4108943242I1A020005Pengaruh Perilaku Hidup Bersih dan Sehat (PHBS) terhadap Kejadian Tuberkulosis Paru di Desa Ledug Kecamatan Kembaran Kabupaten BanyumasLatar Belakang : Tuberkulosis atau TBC adalah penyakit menular yang disebabkan oleh infeksi bakteri Mycobacterium tuberkulosis di paru. Data tahun 2021 menunjukkan, ada sekitar 969.000 kasus penderita Tuberkulosis Paru di Indonesia, sedangkan kasus Tuberkulosis Paru di Desa Ledug merupakan desa dengan kasus Tuberkulosis Paru tertinggi di Kecamatan Kembaran pada periode Januari-September 2023 di wilayah kerja Puskesmas Kembaran II sebanyak 30 kasus. Tuberkulosis Paru memerlukan intervensi perilaku kesehatan. Penelitian ini bertujuan untuk mengetahui pengaruh antara PHBS terhadap kejadian Tuberkulosis Paru di Desa Ledug, Kecamatan Kembaran Kabupaten Banyumas.

Metode : Penelitian ini menggunakan pendekatan case control dan dilakukan mulai bulan Oktober hingga bulan Desember 2023. Responden kelompok kasus sebanyak 30 orang diambil menggunakan metode total sampling, sedangkan kelompok kontrol diambil menggunakan purposive sampling dengan perbandingan 1:1. Variabel penelitian ini meliputi bebas, yaitu aktivitas fisik, pola makan, perilaku merokok, CTPS dengan variabel terikat yaitu kejadian Tuberkulosis Paru. Analisis yang digunakan meliputi univariat, bivariat, dan multivariat.

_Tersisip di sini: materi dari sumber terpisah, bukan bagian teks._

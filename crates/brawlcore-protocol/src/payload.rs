//! Typed payloads carried inside envelopes, keyed by message type.

use serde::{Deserialize, Serialize};

// ---------------------------------------------------------------------------
// Client → Server
// ---------------------------------------------------------------------------

/// Sent by clients to establish identity on a fresh connection.
///
/// `reconnect_token` resumes a prior session: if it validates against the
/// hub's live connection for this player, that connection is evicted before
/// this one is authenticated. `last_seq` tells the server the last message
/// the client observed.
#[derive(Debug, Clone, Serialize, Deserialize)]
pub struct AuthenticatePayload {
    pub player_id: String,
    #[serde(default)]
    pub session_token: String,
    pub lobby_code: String,
    #[serde(default, skip_serializing_if = "Option::is_none")]
    pub reconnect_token: Option<String>,
    #[serde(default)]
    pub last_seq: u64,
}

/// Application-level keep-alive. Transport ping/pong is the primary
/// liveness signal; this exists for clients to measure round-trip.
#[derive(Debug, Clone, Default, Serialize, Deserialize)]
pub struct HeartbeatPayload {}

/// Requests the current lobby snapshot.
#[derive(Debug, Clone, Default, Serialize, Deserialize)]
pub struct RequestLobbyStatePayload {}

/// Signals ready (or un-ready) for the game to start.
#[derive(Debug, Clone, Serialize, Deserialize)]
pub struct SetReadyPayload {
    pub ready: bool,
}

/// The kind of a battle action. Reserved — the core answers
/// `submit_action` with `INVALID_STATE`.
#[derive(Debug, Clone, Copy, PartialEq, Eq, Serialize, Deserialize)]
#[serde(rename_all = "snake_case")]
pub enum ActionType {
    Attack,
    Switch,
    Item,
    Forfeit,
}

/// A battle action submission. Reserved.
#[derive(Debug, Clone, Serialize, Deserialize)]
pub struct SubmitActionPayload {
    pub turn_number: u32,
    pub action_type: ActionType,
    #[serde(default)]
    pub action_data: serde_json::Value,
}

/// Requests a full game snapshot. Reserved.
#[derive(Debug, Clone, Default, Serialize, Deserialize)]
pub struct RequestGameStatePayload {
    #[serde(default)]
    pub include_history: bool,
}

/// Requests a rematch after a game ends. Reserved.
#[derive(Debug, Clone, Default, Serialize, Deserialize)]
pub struct RequestRematchPayload {}

/// Leaves the game and lobby.
#[derive(Debug, Clone, Default, Serialize, Deserialize)]
pub struct LeaveGamePayload {}

// ---------------------------------------------------------------------------
// Server → Client
// ---------------------------------------------------------------------------

/// Confirms authentication and hands the client its reconnect credentials.
#[derive(Debug, Clone, Serialize, Deserialize)]
pub struct AuthenticatedPayload {
    pub player_id: String,
    pub reconnect_token: String,
    /// Milliseconds since the Unix epoch.
    pub session_expires_at: i64,
}

/// Acknowledges an application-level heartbeat.
#[derive(Debug, Clone, Serialize, Deserialize)]
pub struct HeartbeatAckPayload {
    pub server_time: i64,
}

/// The kind of change a `lobby_updated` broadcast describes.
#[derive(Debug, Clone, Copy, PartialEq, Eq, Serialize, Deserialize)]
#[serde(rename_all = "snake_case")]
pub enum LobbyEvent {
    PlayerJoined,
    PlayerLeft,
    PlayerReadyChanged,
    HostChanged,
    StateChanged,
}

/// One player inside a lobby snapshot.
///
/// `is_ready` combines the ready tracker with hub connectivity: a player
/// that set ready and then disconnected reads as not ready.
#[derive(Debug, Clone, Serialize, Deserialize)]
pub struct LobbyPlayerInfo {
    pub id: String,
    pub username: String,
    pub is_host: bool,
    pub is_ready: bool,
}

/// A lobby snapshot as sent to clients.
#[derive(Debug, Clone, Serialize, Deserialize)]
pub struct LobbyInfo {
    pub code: String,
    pub state: String,
    pub players: Vec<LobbyPlayerInfo>,
}

/// Notifies clients of a lobby change, carrying the full snapshot plus an
/// event tag and optional event-specific data.
#[derive(Debug, Clone, Serialize, Deserialize)]
pub struct LobbyUpdatedPayload {
    pub lobby: LobbyInfo,
    pub event: LobbyEvent,
    #[serde(default, skip_serializing_if = "Option::is_none")]
    pub event_data: Option<serde_json::Value>,
}

/// Event data for [`LobbyEvent::PlayerJoined`].
#[derive(Debug, Clone, Serialize, Deserialize)]
pub struct PlayerJoinedEventData {
    pub player_id: String,
    pub username: String,
}

/// Event data for [`LobbyEvent::PlayerLeft`].
#[derive(Debug, Clone, Serialize, Deserialize)]
pub struct PlayerLeftEventData {
    pub player_id: String,
}

/// Event data for [`LobbyEvent::PlayerReadyChanged`].
#[derive(Debug, Clone, Serialize, Deserialize)]
pub struct PlayerReadyChangedEventData {
    pub player_id: String,
    pub ready: bool,
}

/// Event data for [`LobbyEvent::HostChanged`].
#[derive(Debug, Clone, Serialize, Deserialize)]
pub struct HostChangedEventData {
    pub new_host_id: String,
}

/// Announces the pre-game countdown.
#[derive(Debug, Clone, Serialize, Deserialize)]
pub struct GameStartingPayload {
    /// Milliseconds since the Unix epoch.
    pub starts_at: i64,
    pub countdown_sec: u32,
}

/// Announces that the game has started.
#[derive(Debug, Clone, Serialize, Deserialize)]
pub struct GameStartedPayload {
    pub game_id: String,
}

/// Notifies the other player of a rematch request. Reserved.
#[derive(Debug, Clone, Serialize, Deserialize)]
pub struct RematchRequestedPayload {
    pub player_id: String,
}

/// Announces the rematch countdown. Reserved.
#[derive(Debug, Clone, Serialize, Deserialize)]
pub struct RematchStartingPayload {
    pub starts_at: i64,
    pub countdown_sec: u32,
}

/// Warns a client of an impending server-side disconnect.
#[derive(Debug, Clone, Serialize, Deserialize)]
pub struct DisconnectWarningPayload {
    pub reason: String,
    pub timeout_at: i64,
}
//! KV store façade (C2). A narrow async trait over hash/set/string/TTL
//! operations, with a Redis-backed implementation and an in-memory test
//! double, grounded on the `BetRepository`/`RedisBetRepository` split in
//! `reecen9696-atomiq-bet-settlement`.

pub mod bet_repository;
pub mod keys;
pub mod memory;
pub mod redis_store;

use async_trait::async_trait;

use crate::errors::KvError;

#[async_trait]
pub trait KvStore: Send + Sync {
    async fn hash_get_all(&self, key: &str) -> Result<Option<Vec<(String, String)>>, KvError>;
    async fn hash_set_multiple(&self, key: &str, fields: &[(&str, String)]) -> Result<(), KvError>;
    async fn hash_set(&self, key: &str, field: &str, value: String) -> Result<(), KvError>;
    async fn hash_exists(&self, key: &str) -> Result<bool, KvError>;

    async fn set_add(&self, key: &str, member: &str) -> Result<(), KvError>;
    async fn set_remove(&self, key: &str, member: &str) -> Result<(), KvError>;
    async fn set_members(&self, key: &str) -> Result<Vec<String>, KvError>;

    async fn get_string(&self, key: &str) -> Result<Option<String>, KvError>;
    async fn set_string(&self, key: &str, value: &str) -> Result<(), KvError>;
    async fn set_string_with_ttl(
        &self,
        key: &str,
        value: &str,
        ttl_seconds: u64,
    ) -> Result<(), KvError>;
    async fn delete(&self, key: &str) -> Result<(), KvError>;

    /// Glob-style key scan, used by the notification retrieval endpoint
    /// (`notif:*:<walletAddr>:*`, spec.md §4.6).
    async fn scan_keys(&self, pattern: &str) -> Result<Vec<String>, KvError>;
}

pub use bet_repository::BetRepository;
pub use memory::InMemoryKvStore;
pub use redis_store::RedisKvStore;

Hasil Penelitian : Variabel yang berhubungan dengan kejadian Tuberkulosis Paru adalah CTPS (p-value: 0,030) Variabel yang tidak berhubungan dengan kejadian Tuberkulosis Paru adalah aktivitas fisik (p-value: 0,434), pola makan (p-value: 0,605) dan perilaku merokok (p-value: 0,424). Variabel yang berpengaruh terhadap kejadian Tuberkulosis Paru adalah CTPS (p-value: 0,025) dengan nilai OR=3,749

Kesimpulan : Ada faktor yang memengaruhi kejadian Tuberkulosis Paru di Desa Ledug Kecamatan Kembaran Kabupaten Banyumas.

Kata Kunci : Kejadian Tuberkulosis Paru, PHBS, Pengaruh.

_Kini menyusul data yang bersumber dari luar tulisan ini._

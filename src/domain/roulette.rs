//! Roulette subgames and the deterministic winner decision.

use serde::{Deserialize, Serialize};

#[derive(Debug, Clone, Copy, PartialEq, Eq, Serialize, Deserialize)]
pub enum Subgame {
    RedBlack,
    OddEven,
    LowUpperHalf,
    Columns,
    LowerMidUpper3rd,
    Exact,
}

impl Subgame {
    pub fn from_i64(n: i64) -> Option<Self> {
        match n {
            0 => Some(Subgame::RedBlack),
            1 => Some(Subgame::OddEven),
            2 => Some(Subgame::LowUpperHalf),
            3 => Some(Subgame::Columns),
            4 => Some(Subgame::LowerMidUpper3rd),
            5 => Some(Subgame::Exact),
            _ => None,
        }
    }

    pub fn to_i64(self) -> i64 {
        match self {
            Subgame::RedBlack => 0,
            Subgame::OddEven => 1,
            Subgame::LowUpperHalf => 2,
            Subgame::Columns => 3,
            Subgame::LowerMidUpper3rd => 4,
            Subgame::Exact => 5,
        }
    }
}

const RED_NUMBERS: [i64; 18] = [
    1, 3, 5, 7, 9, 12, 14, 16, 18, 19, 21, 23, 25, 27, 30, 32, 34, 36,
];

const COLUMN_1: [i64; 12] = [3, 6, 9, 12, 15, 18, 21, 24, 27, 30, 33, 36];
const COLUMN_2: [i64; 12] = [2, 5, 8, 11, 14, 17, 20, 23, 26, 29, 32, 35];
const COLUMN_3: [i64; 12] = [1, 4, 7, 10, 13, 16, 19, 22, 25, 28, 31, 34];

/// Decide whether `chipspot` wins under `subgame` given the wheel result `r`
/// (0..=36). `r == 0` always loses for every subgame except EXACT, where a
/// chip placed directly on 0 wins.
pub fn winner(subgame: Subgame, chipspot: i64, r: i64) -> bool {
    if subgame == Subgame::Exact {
        return chipspot == r;
    }
    if r == 0 {
        return false;
    }
    match subgame {
        Subgame::RedBlack => {
            let is_red = RED_NUMBERS.contains(&r);
            if chipspot == 0 {
                is_red
            } else {
                !is_red
            }
        }
        Subgame::OddEven => chipspot.rem_euclid(2) == r.rem_euclid(2),
        Subgame::LowUpperHalf => match chipspot {
            10 => (1..=18).contains(&r),
            28 => (19..=36).contains(&r),
            _ => false,
        },
        Subgame::Columns => match chipspot {
            1 => COLUMN_1.contains(&r),
            2 => COLUMN_2.contains(&r),
            3 => COLUMN_3.contains(&r),
            _ => false,
        },
        Subgame::LowerMidUpper3rd => match chipspot {
            6 => (1..=12).contains(&r),
            18 => (13..=24).contains(&r),
            30 => (25..=36).contains(&r),
            _ => false,
        },
        Subgame::Exact => unreachable!(),
    }
}

/// The wheel position in [0, 36] derived from a seed's first 7 hex digits
/// (`int(hash[0:7], 16) mod 37`, spec.md §4.5.1 step 1).
pub fn wheel_value(seed: &str) -> Result<i64, std::num::ParseIntError> {
    let digits: String = seed.chars().take(7).collect();
    let n = i64::from_str_radix(&digits, 16)?;
    Ok(n % 37)
}

#[cfg(test)]
mod tests {
    use super::*;

    #[test]
    fn zero_loses_for_non_exact() {
        for sg in [
            Subgame::RedBlack,
            Subgame::OddEven,
            Subgame::LowUpperHalf,
            Subgame::Columns,
            Subgame::LowerMidUpper3rd,
        ] {
            assert!(!winner(sg, 0, 0));
            assert!(!winner(sg, 1, 0));
        }
    }

    #[test]
    fn exact_matches_chipspot() {
        assert!(winner(Subgame::Exact, 17, 17));
        assert!(!winner(Subgame::Exact, 17, 18));
        assert!(winner(Subgame::Exact, 0, 0));
    }

    #[test]
    fn red_black() {
        assert!(winner(Subgame::RedBlack, 0, 1));
        assert!(!winner(Subgame::RedBlack, 1, 1));
        assert!(winner(Subgame::RedBlack, 1, 2));
        assert!(!winner(Subgame::RedBlack, 0, 2));
    }

    #[test]
    fn odd_even() {
        assert!(winner(Subgame::OddEven, 1, 3));
        assert!(winner(Subgame::OddEven, 2, 4));
        assert!(!winner(Subgame::OddEven, 1, 4));
    }

    #[test]
    fn low_upper_half() {
        assert!(winner(Subgame::LowUpperHalf, 10, 1));
        assert!(winner(Subgame::LowUpperHalf, 10, 18));
        assert!(!winner(Subgame::LowUpperHalf, 10, 19));
        assert!(winner(Subgame::LowUpperHalf, 28, 19));
        assert!(winner(Subgame::LowUpperHalf, 28, 36));
    }

    #[test]
    fn columns() {
        assert!(winner(Subgame::Columns, 1, 3));
        assert!(winner(Subgame::Columns, 1, 36));
        assert!(!winner(Subgame::Columns, 1, 2));
        assert!(winner(Subgame::Columns, 2, 2));
        assert!(winner(Subgame::Columns, 3, 1));
        assert!(winner(Subgame::Columns, 3, 34));
    }

    #[test]
    fn lower_mid_upper_third() {
        assert!(winner(Subgame::LowerMidUpper3rd, 6, 1));
        assert!(winner(Subgame::LowerMidUpper3rd, 6, 12));
        assert!(!winner(Subgame::LowerMidUpper3rd, 6, 13));
        assert!(winner(Subgame::LowerMidUpper3rd, 18, 13));
        assert!(winner(Subgame::LowerMidUpper3rd, 30, 25));
        assert!(winner(Subgame::LowerMidUpper3rd, 30, 36));
    }

    #[test]
    fn wheel_value_from_seed() {
        // first 7 hex digits "0000011" -> 0x11 == 17, mod 37 == 17
        assert_eq!(wheel_value("00000117").unwrap(), 17);
    }
}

1Mahasiswa Jurusan Kesehatan Masyarakat FIKES Universitas Jenderal Soedirman
2Jurusan Kesehatan Masyarakat FIKES Universitas Jenderal Soedirman
Background: Tuberculosis (TB) is an infectious disease caused by Mycobacterium tuberculosis bacteria in the lungs. Data from 2021 indicates approximately 969,000 cases of pulmonary tuberculosis patients in Indonesia. In Ledug Village, there were 30 cases of pulmonary tuberculosis, making it the village with the highest cases in Kembaran Subdistrict from January to September 2023 in the working area of Kembaran II Community Health Center. Pulmonary tuberculosis requires health behavior interventions. This study aims to determine the influence of Clean and Healthy Living Behavior (CHLB) on the incidence of pulmonary tuberculosis in Ledug Village, Kembaran Subdistrict, Banyumas Regency.

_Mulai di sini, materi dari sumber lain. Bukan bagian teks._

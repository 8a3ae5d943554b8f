use std::time::Duration;

use async_nats::Client;
use async_trait::async_trait;
use futures::stream::BoxStream;
use futures_util::StreamExt;

use crate::errors::BusError;

use super::{BusMessage, MessageBus};

#[derive(Clone)]
pub struct NatsMessageBus {
    client: Client,
}

impl NatsMessageBus {
    pub async fn connect(url: &str) -> Result<Self, BusError> {
        let client = async_nats::connect(url)
            .await
            .map_err(|e| BusError::Transport(e.to_string()))?;
        Ok(Self { client })
    }
}

#[async_trait]
impl MessageBus for NatsMessageBus {
    async fn publish(&self, subject: &str, payload: Vec<u8>) -> Result<(), BusError> {
        self.client
            .publish(subject.to_string(), payload.into())
            .await
            .map_err(|e| BusError::Transport(e.to_string()))?;
        self.client
            .flush()
            .await
            .map_err(|e| BusError::Transport(e.to_string()))?;
        Ok(())
    }

    async fn subscribe(&self, subject: &str) -> Result<BoxStream<'static, BusMessage>, BusError> {
        let sub = self
            .client
            .subscribe(subject.to_string())
            .await
            .map_err(|e| BusError::Transport(e.to_string()))?;
        let stream = sub.map(|m| BusMessage {
            subject: m.subject.to_string(),
            reply_to: m.reply.map(|r| r.to_string()),
            payload: m.payload.to_vec(),
        });
        Ok(Box::pin(stream))
    }

    async fn request(
        &self,
        subject: &str,
        payload: Vec<u8>,
        timeout: Duration,
    ) -> Result<Option<BusMessage>, BusError> {
        // A dedicated inbox + sync subscribe + auto-unsubscribe(1), matching
        // spec.md §4.6's "new inbox subject, subscribe sync, auto-unsubscribe
        // after one" rather than the client's built-in `request()` (which
        // does not expose the unconsumed-reply distinction from a timeout).
        let inbox = self.client.new_inbox();
        let mut sub = self
            .client
            .subscribe(inbox.clone())
            .await
            .map_err(|e| BusError::Transport(e.to_string()))?;
        sub.unsubscribe_after(1)
            .await
            .map_err(|e| BusError::Transport(e.to_string()))?;

        self.client
            .publish_with_reply(subject.to_string(), inbox, payload.into())
            .await
            .map_err(|e| BusError::Transport(e.to_string()))?;
        self.client
            .flush()
            .await
            .map_err(|e| BusError::Transport(e.to_string()))?;

        match tokio::time::timeout(timeout, sub.next()).await {
            Ok(Some(msg)) => Ok(Some(BusMessage {
                subject: msg.subject.to_string(),
                reply_to: msg.reply.map(|r| r.to_string()),
                payload: msg.payload.to_vec(),
            })),
            Ok(None) => Ok(None),
            Err(_) => Ok(None),
        }
    }
}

Method: This research used a case-control approach conducted from October to December 2023. The case group consisted of 30 individuals selected using total sampling, while the control group was selected using purposive sampling with a 1:1 ratio. The variables in this study include independent variables such as physical activity, dietary patterns, smoking behavior, and CHLB with the dependent variable being the incidence of pulmonary tuberculosis. The analysis used univariate, bivariate, and multivariate methods.

Research Results: Variables related to the incidence of Pulmonary Tuberculosis are CTPS (p-value: 0.030). Variables not associated with the incidence of Pulmonary Tuberculosis are physical activity (p-value: 0.434), dietary pattern (p-value: 0.605), and smoking behavior (p-value: 0.424). The variable influencing the incidence of Pulmonary Tuberculosis is CTPS (p-value: 0.025) with an OR value of 3.749.

Conclusion: There are factors influencing the incidence of Pulmonary Tuberculosis in Ledug Village, Kembaran Subdistrict, Banyumas Regency.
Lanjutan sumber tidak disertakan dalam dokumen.